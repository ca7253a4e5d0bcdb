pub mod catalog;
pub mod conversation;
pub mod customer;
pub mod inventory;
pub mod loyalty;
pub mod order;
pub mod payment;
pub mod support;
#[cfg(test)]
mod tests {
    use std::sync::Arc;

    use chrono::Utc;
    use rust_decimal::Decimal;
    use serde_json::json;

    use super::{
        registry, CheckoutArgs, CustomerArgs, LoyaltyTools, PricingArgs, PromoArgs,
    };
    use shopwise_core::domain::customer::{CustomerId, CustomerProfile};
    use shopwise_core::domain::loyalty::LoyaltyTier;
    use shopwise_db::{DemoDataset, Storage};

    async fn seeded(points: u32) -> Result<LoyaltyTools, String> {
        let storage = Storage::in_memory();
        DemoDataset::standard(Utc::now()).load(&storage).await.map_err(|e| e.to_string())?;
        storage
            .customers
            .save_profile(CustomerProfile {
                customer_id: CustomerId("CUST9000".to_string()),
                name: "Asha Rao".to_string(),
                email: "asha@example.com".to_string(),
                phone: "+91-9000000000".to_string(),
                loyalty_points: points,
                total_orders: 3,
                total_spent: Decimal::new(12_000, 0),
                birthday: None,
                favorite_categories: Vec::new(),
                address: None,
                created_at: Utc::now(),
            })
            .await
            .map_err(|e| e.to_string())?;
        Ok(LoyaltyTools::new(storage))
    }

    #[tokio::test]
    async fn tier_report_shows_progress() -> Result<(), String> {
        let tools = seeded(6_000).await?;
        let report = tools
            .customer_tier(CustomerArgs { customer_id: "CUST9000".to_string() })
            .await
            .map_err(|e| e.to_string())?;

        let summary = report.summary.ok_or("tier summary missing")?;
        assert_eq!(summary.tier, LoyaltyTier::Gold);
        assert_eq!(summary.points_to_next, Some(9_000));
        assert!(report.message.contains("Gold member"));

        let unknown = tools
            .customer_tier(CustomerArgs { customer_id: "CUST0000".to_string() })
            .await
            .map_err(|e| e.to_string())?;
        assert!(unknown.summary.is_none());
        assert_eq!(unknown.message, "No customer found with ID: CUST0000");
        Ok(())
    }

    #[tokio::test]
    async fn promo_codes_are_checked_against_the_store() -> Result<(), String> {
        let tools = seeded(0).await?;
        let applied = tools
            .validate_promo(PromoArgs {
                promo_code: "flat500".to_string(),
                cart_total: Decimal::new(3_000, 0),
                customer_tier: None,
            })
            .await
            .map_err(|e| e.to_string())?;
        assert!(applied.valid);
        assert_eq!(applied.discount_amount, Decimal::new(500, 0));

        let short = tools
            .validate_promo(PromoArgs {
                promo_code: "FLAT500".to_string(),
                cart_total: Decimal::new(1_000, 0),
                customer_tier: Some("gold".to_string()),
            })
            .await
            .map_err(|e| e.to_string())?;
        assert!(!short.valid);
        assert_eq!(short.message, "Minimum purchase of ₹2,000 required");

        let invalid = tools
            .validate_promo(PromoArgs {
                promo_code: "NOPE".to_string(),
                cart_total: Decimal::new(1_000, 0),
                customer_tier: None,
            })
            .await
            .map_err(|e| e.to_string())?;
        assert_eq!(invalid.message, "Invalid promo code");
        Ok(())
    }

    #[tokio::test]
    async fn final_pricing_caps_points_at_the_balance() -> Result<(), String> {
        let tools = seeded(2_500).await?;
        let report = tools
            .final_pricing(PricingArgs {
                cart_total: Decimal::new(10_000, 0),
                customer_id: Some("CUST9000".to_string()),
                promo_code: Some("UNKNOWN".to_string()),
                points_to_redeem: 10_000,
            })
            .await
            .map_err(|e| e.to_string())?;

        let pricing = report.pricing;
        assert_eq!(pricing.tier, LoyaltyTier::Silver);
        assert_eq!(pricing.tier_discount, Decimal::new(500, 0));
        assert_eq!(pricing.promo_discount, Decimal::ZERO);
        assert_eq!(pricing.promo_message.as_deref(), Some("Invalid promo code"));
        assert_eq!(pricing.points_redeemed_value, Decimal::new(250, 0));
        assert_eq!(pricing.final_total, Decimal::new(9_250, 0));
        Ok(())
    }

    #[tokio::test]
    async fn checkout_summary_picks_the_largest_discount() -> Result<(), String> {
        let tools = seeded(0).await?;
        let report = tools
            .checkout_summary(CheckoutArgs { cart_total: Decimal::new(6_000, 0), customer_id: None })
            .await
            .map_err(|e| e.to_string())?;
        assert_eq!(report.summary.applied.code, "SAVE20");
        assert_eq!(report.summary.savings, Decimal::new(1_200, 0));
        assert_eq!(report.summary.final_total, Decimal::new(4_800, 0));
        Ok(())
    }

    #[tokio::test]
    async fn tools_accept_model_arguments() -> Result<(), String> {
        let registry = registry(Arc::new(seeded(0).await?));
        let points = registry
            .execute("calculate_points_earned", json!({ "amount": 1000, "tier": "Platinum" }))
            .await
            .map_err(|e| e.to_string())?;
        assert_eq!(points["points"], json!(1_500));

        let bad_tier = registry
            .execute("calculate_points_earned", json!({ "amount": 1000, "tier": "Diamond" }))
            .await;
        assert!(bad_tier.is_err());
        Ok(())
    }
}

- **TASK BRIEF**:
Wherever a line of the material has the word "CheckoutArgs", add it to a tally; give only the final number.

- **RESPONSE TO THIS EXERCISE**:
2